To understand the scope of what had happened I flew to Aceh the following day. Since then I have carried with me indelible images of survivors who had nothing left but the clothes on their bodies. There were remnants of lives swept away, of loved ones who disappeared, and a desert of mud and debris beyond repair.

The death toll kept on rising for weeks. In the end, of the over 230,000 people who died in 14 countries, 220,000 were from Aceh. We estimated the disaster had caused damage worth $4.45 billion.

Ten years after the tsunami, I remember the loss of lives not only as the tragedy it was, but as a moment that changed the way the world manages disasters. I take some consolation from the fact that people survive disasters more often today because of the lessons we learned from the tsunami that affected so many of my fellow Indonesians.

There are three conclusions that are critical to our experience.

First, rebuilding goes far beyond bricks and mortar. When we rebuild a house, we are rebuilding a home. When we recover from disaster we are rebuilding lives and livelihoods. We need to encourage people to have trust in their future and kindle their spirit to live. Communities need to decide how they rebuild. And we need to protect the vulnerable, like widows and children. Second, governments need to own their recovery and be in the driver's seat. Many Indonesians came forward to help generously. And the outpouring of global support was unprecedented. Individuals, organizations, corporations, and governments enabled us to spend $7 billion on rebuilding - and the focus was on building back better than before.

Indonesians are deeply grateful to the world for being so generous when we needed it most. And I understand that giving cannot come without conditions to safeguard this generosity. But it needs to be sequenced properly and fit into a plan that works for local communities.

So when millions of dollars and thousands of humanitarian workers poured into Indonesia, we quickly faced the challenge of coordinating our own bureaucracy with the multitudes of approaches and priorities the donor community wanted to pursue.

Corruption and misuse were concerns. I convinced the World Bank to manage a fund in which donors would pool their contributions. It was worth nearly $700 million, the largest fund the Bank ever managed.
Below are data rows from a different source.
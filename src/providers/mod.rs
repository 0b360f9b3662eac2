//! Inference endpoint implementations

pub mod huggingface;

// Re-export for convenience
pub use huggingface::InferenceClient;

/// Anything that turns a prompt into raw response bytes
#[async_trait::async_trait]
pub trait InferenceBackend: Send + Sync
{   async fn infer(&self, prompt: &str)
      -> crate::error::Result<Vec<u8>>;
}
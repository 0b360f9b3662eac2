//! Presentation surface boundary
//!
//! The core never touches a UI toolkit. Background tasks send `UiEvent`s
//! over a channel and the `Presenter` applies them to the surface on
//! whichever thread drives it.

use tokio::sync::mpsc;
use log::{debug, trace};

use crate::decode::DisplayImage;

/// Narrow capability set the core needs from a UI
pub trait PresentationSurface
{   fn prompt_text(&self) -> String;
    fn set_image(&mut self, image: DisplayImage);
    fn set_controls_enabled(&mut self, enabled: bool);
    fn set_indicator_visible(&mut self, visible: bool);
    /// Fraction in `0.0..=1.0`
    fn set_indicator_value(&mut self, value: f32);
    fn show_error_dialog(&mut self, message: &str);
    fn append_log(&mut self, message: &str);
}

/// One mutation of on-screen state
#[derive(Debug, Clone, PartialEq)]
pub enum UiEvent
{   SetImage(DisplayImage)
  , SetControlsEnabled(bool)
  , SetIndicatorVisible(bool)
  , SetIndicatorValue(f32)
  , ShowError(String)
  , AppendLog(String)
}

impl UiEvent
{   pub fn apply<S: PresentationSurface + ?Sized>(self, surface: &mut S)
    {   match self
        {   UiEvent::SetImage(image) => surface.set_image(image)
          , UiEvent::SetControlsEnabled(enabled) => {
              surface.set_controls_enabled(enabled)
            }
          , UiEvent::SetIndicatorVisible(visible) => {
              surface.set_indicator_visible(visible)
            }
          , UiEvent::SetIndicatorValue(value) => {
              surface.set_indicator_value(value.clamp(0.0, 1.0))
            }
          , UiEvent::ShowError(message) => {
              surface.show_error_dialog(&message)
            }
          , UiEvent::AppendLog(message) => surface.append_log(&message)
        }
    }
}

/// Owns the surface and applies queued events to it
pub struct Presenter<S>
{   surface: S
  , events_rx: crate::UiEventReceiver
}

impl<S: PresentationSurface> Presenter<S>
{   /// Create a presenter and the sender background tasks report through
    pub fn new(surface: S) -> (Self, crate::UiEventSender)
    {   let (events_tx, events_rx) = mpsc::unbounded_channel();
        (Presenter { surface, events_rx }, events_tx)
    }

    /// Apply everything already queued; returns how many events ran
    pub fn pump(&mut self) -> usize
    {   let mut applied = 0;
        while let Ok(event) = self.events_rx.try_recv()
        {   trace!("Applying {:?}", event);
            event.apply(&mut self.surface);
            applied += 1;
        }
        applied
    }

    /// Wait for and apply one event; false once every sender is gone
    pub async fn next_event(&mut self) -> bool
    {   match self.events_rx.recv().await
        {   Some(event) => {
              trace!("Applying {:?}", event);
              event.apply(&mut self.surface);
              true
            }
          , None => {
              debug!("Event channel closed");
              false
            }
        }
    }

    /// Apply events until the channel closes
    pub async fn run(&mut self)
    {   while self.next_event().await {}
    }

    /// Read the prompt from the surface and hand it to the worker
    pub fn submit<B>(
      &self
    , worker: &crate::worker::GenerationWorker<B>
    ) -> crate::error::Result<crate::worker::Generation>
    where
      B: crate::providers::InferenceBackend + 'static
    {   worker.generate(&self.surface.prompt_text())
    }

    pub fn surface(&self) -> &S
    {   &self.surface
    }

    pub fn surface_mut(&mut self) -> &mut S
    {   &mut self.surface
    }

    pub fn into_surface(self) -> S
    {   self.surface
    }
}
#![allow(dead_code)]

use std::io::Cursor;
use std::sync::atomic::{AtomicUsize, Ordering};
use std::sync::Arc;
use tokio::io::{AsyncReadExt, AsyncWriteExt};
use tokio::net::TcpListener;
use tokio::sync::{oneshot, Notify};

use promptpix::{DisplayImage, InferenceBackend, PresentationSurface};

// ===== Stub endpoint =====

/// Request as seen by the stub endpoint
#[derive(Debug, Clone)]
pub struct CapturedRequest
{   pub request_line: String
  , pub headers: Vec<(String, String)>
  , pub body: String
}

impl CapturedRequest
{   pub fn header(&self, name: &str) -> Option<&str>
    {   self.headers
          .iter()
          .find(|(k, _)| k.eq_ignore_ascii_case(name))
          .map(|(_, v)| v.as_str())
    }
}

/// Serve exactly one canned HTTP response on a random local port
pub async fn serve_once(
  status: u16
, response_body: Vec<u8>
) -> (String, oneshot::Receiver<CapturedRequest>)
{   let listener = TcpListener::bind("127.0.0.1:0").await
      .expect("bind stub server");
    let addr = listener.local_addr().expect("local addr");
    let (captured_tx, captured_rx) = oneshot::channel();

    tokio::spawn(async move {
      let (mut socket, _) = match listener.accept().await
      {   Ok(conn) => conn
        , Err(_) => return
      };

      let mut buf = Vec::new();
      let mut chunk = [0u8; 4096];
      let header_end = loop
      {   let n = socket.read(&mut chunk).await.unwrap_or(0);
          if n == 0
          {   return;
          }
          buf.extend_from_slice(&chunk[..n]);
          if let Some(pos) = find(&buf, b"\r\n\r\n")
          {   break pos + 4;
          }
      };

      let head = String::from_utf8_lossy(&buf[..header_end]).to_string();
      let mut lines = head.split("\r\n");
      let request_line = lines.next().unwrap_or_default().to_string();
      let headers: Vec<(String, String)> = lines
        .filter_map(|l| l.split_once(':'))
        .map(|(k, v)| (k.trim().to_string(), v.trim().to_string()))
        .collect();
      let content_length = headers
        .iter()
        .find(|(k, _)| k.eq_ignore_ascii_case("content-length"))
        .and_then(|(_, v)| v.parse::<usize>().ok())
        .unwrap_or(0);

      while buf.len() < header_end + content_length
      {   let n = socket.read(&mut chunk).await.unwrap_or(0);
          if n == 0
          {   break;
          }
          buf.extend_from_slice(&chunk[..n]);
      }
      let body = String::from_utf8_lossy(&buf[header_end..]).to_string();

      let _ = captured_tx.send(CapturedRequest
      {   request_line
        , headers
        , body
      });

      let head = format!(
        "HTTP/1.1 {} Stub\r\nContent-Length: {}\r\nConnection: close\r\n\r\n",
        status,
        response_body.len()
      );
      let _ = socket.write_all(head.as_bytes()).await;
      let _ = socket.write_all(&response_body).await;
      let _ = socket.shutdown().await;
    });

    (format!("http://{}/models/test", addr), captured_rx)
}

/// Accept one connection and never answer it
pub async fn serve_silence() -> String
{   let listener = TcpListener::bind("127.0.0.1:0").await
      .expect("bind stub server");
    let addr = listener.local_addr().expect("local addr");
    tokio::spawn(async move {
      if let Ok((socket, _)) = listener.accept().await
      {   tokio::time::sleep(std::time::Duration::from_secs(30)).await;
          drop(socket);
      }
    });
    format!("http://{}/models/test", addr)
}

/// A local URL nothing listens on
pub async fn closed_endpoint() -> String
{   let listener = TcpListener::bind("127.0.0.1:0").await
      .expect("bind stub server");
    let addr = listener.local_addr().expect("local addr");
    drop(listener);
    format!("http://{}/models/test", addr)
}

fn find(haystack: &[u8], needle: &[u8]) -> Option<usize>
{   haystack.windows(needle.len()).position(|w| w == needle)
}

// ===== Images =====

pub fn sample_image() -> image::RgbaImage
{   image::RgbaImage::from_fn(3, 2, |x, y| {
      image::Rgba([(x * 80) as u8, (y * 120) as u8, 200, 255])
    })
}

pub fn png_bytes(img: &image::RgbaImage) -> Vec<u8>
{   let mut out = Vec::new();
    image::DynamicImage::ImageRgba8(img.clone())
      .write_to(&mut Cursor::new(&mut out), image::ImageFormat::Png)
      .expect("encode png");
    out
}

// ===== Fake backend =====

/// Scripted backend that counts calls and can be held open
#[derive(Clone)]
pub struct FakeBackend
{   pub reply: Result<Vec<u8>, promptpix::Error>
  , pub calls: Arc<AtomicUsize>
  , pub gate: Option<Arc<Notify>>
  , pub panic: bool
}

impl FakeBackend
{   pub fn replying(reply: Result<Vec<u8>, promptpix::Error>) -> Self
    {   FakeBackend
        {   reply
          , calls: Arc::new(AtomicUsize::new(0))
          , gate: None
          , panic: false
        }
    }

    pub fn gated(mut self, gate: Arc<Notify>) -> Self
    {   self.gate = Some(gate);
        self
    }

    pub fn panicking(mut self) -> Self
    {   self.panic = true;
        self
    }

    pub fn call_count(&self) -> usize
    {   self.calls.load(Ordering::SeqCst)
    }
}

#[async_trait::async_trait]
impl InferenceBackend for FakeBackend
{   async fn infer(&self, _prompt: &str)
      -> promptpix::Result<Vec<u8>>
    {   self.calls.fetch_add(1, Ordering::SeqCst);
        if let Some(gate) = &self.gate
        {   gate.notified().await;
        }
        if self.panic
        {   panic!("backend blew up");
        }
        self.reply.clone()
    }
}

// ===== Recording surface =====

#[derive(Debug, Default)]
pub struct RecordingSurface
{   pub prompt: String
  , pub image: Option<DisplayImage>
  , pub controls_history: Vec<bool>
  , pub indicator_visible: bool
  , pub indicator_values: Vec<f32>
  , pub errors: Vec<String>
  , pub logs: Vec<String>
}

impl RecordingSurface
{   pub fn with_prompt(prompt: &str) -> Self
    {   RecordingSurface
        {   prompt: prompt.to_string()
          , ..RecordingSurface::default()
        }
    }

    pub fn controls_enabled(&self) -> bool
    {   self.controls_history.last().copied().unwrap_or(true)
    }
}

impl PresentationSurface for RecordingSurface
{   fn prompt_text(&self) -> String
    {   self.prompt.clone()
    }

    fn set_image(&mut self, image: DisplayImage)
    {   self.image = Some(image);
    }

    fn set_controls_enabled(&mut self, enabled: bool)
    {   self.controls_history.push(enabled);
    }

    fn set_indicator_visible(&mut self, visible: bool)
    {   self.indicator_visible = visible;
    }

    fn set_indicator_value(&mut self, value: f32)
    {   self.indicator_values.push(value);
    }

    fn show_error_dialog(&mut self, message: &str)
    {   self.errors.push(message.to_string());
    }

    fn append_log(&mut self, message: &str)
    {   self.logs.push(message.to_string());
    }
}

pub fn quick_progress() -> promptpix::ProgressConfig
{   promptpix::ProgressConfig
    {   steps: 2
      , interval_ms: 10
    }
}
And we created an independent recovery and reconstruction agency. Many felt the agency would slow down rebuilding and overlay it with burdensome bureaucracy, but instead it maintained a sense of urgency and strong leadership that made a lasting difference.

Third, we needed to ensure that we were better prepared for the next disaster. Disaster risk management was in its infancy when the tsunami hit. Today it is a critical component of development programs in disaster-prone areas. The lessons we learned have helped countries and the global community to prepare, prevent, and respond more effectively than ever before.

After the earthquake in Haiti that killed up to 230,000 people in 2009, we used experience from Aceh to build houses to withstand some seismic shocks. When typhoon Haiyan/Yolanda hit the Philippines in 2013, the international community, including the World Bank, was able to respond better and faster because we had learned how to coordinate a global response.

Although many people in Aceh are still poor and vulnerable, the province resembles nothing like the place I saw the day after the tsunami hit. Every visitor to Aceh can see new houses, schools, roads, and government buildings. One of the most encouraging outcomes after the tsunami was the end of decades of conflict in Aceh. The tragedy united people and a country, ending fighting that we had not been able to stop before. It makes our post-tsunami reconstruction even more successful.

We won't be able to stop disasters from happening. On the contrary, climate change may increase the frequency and severity of floods, droughts and storms. But we are better equipped today to prepare for them and reduce their impact.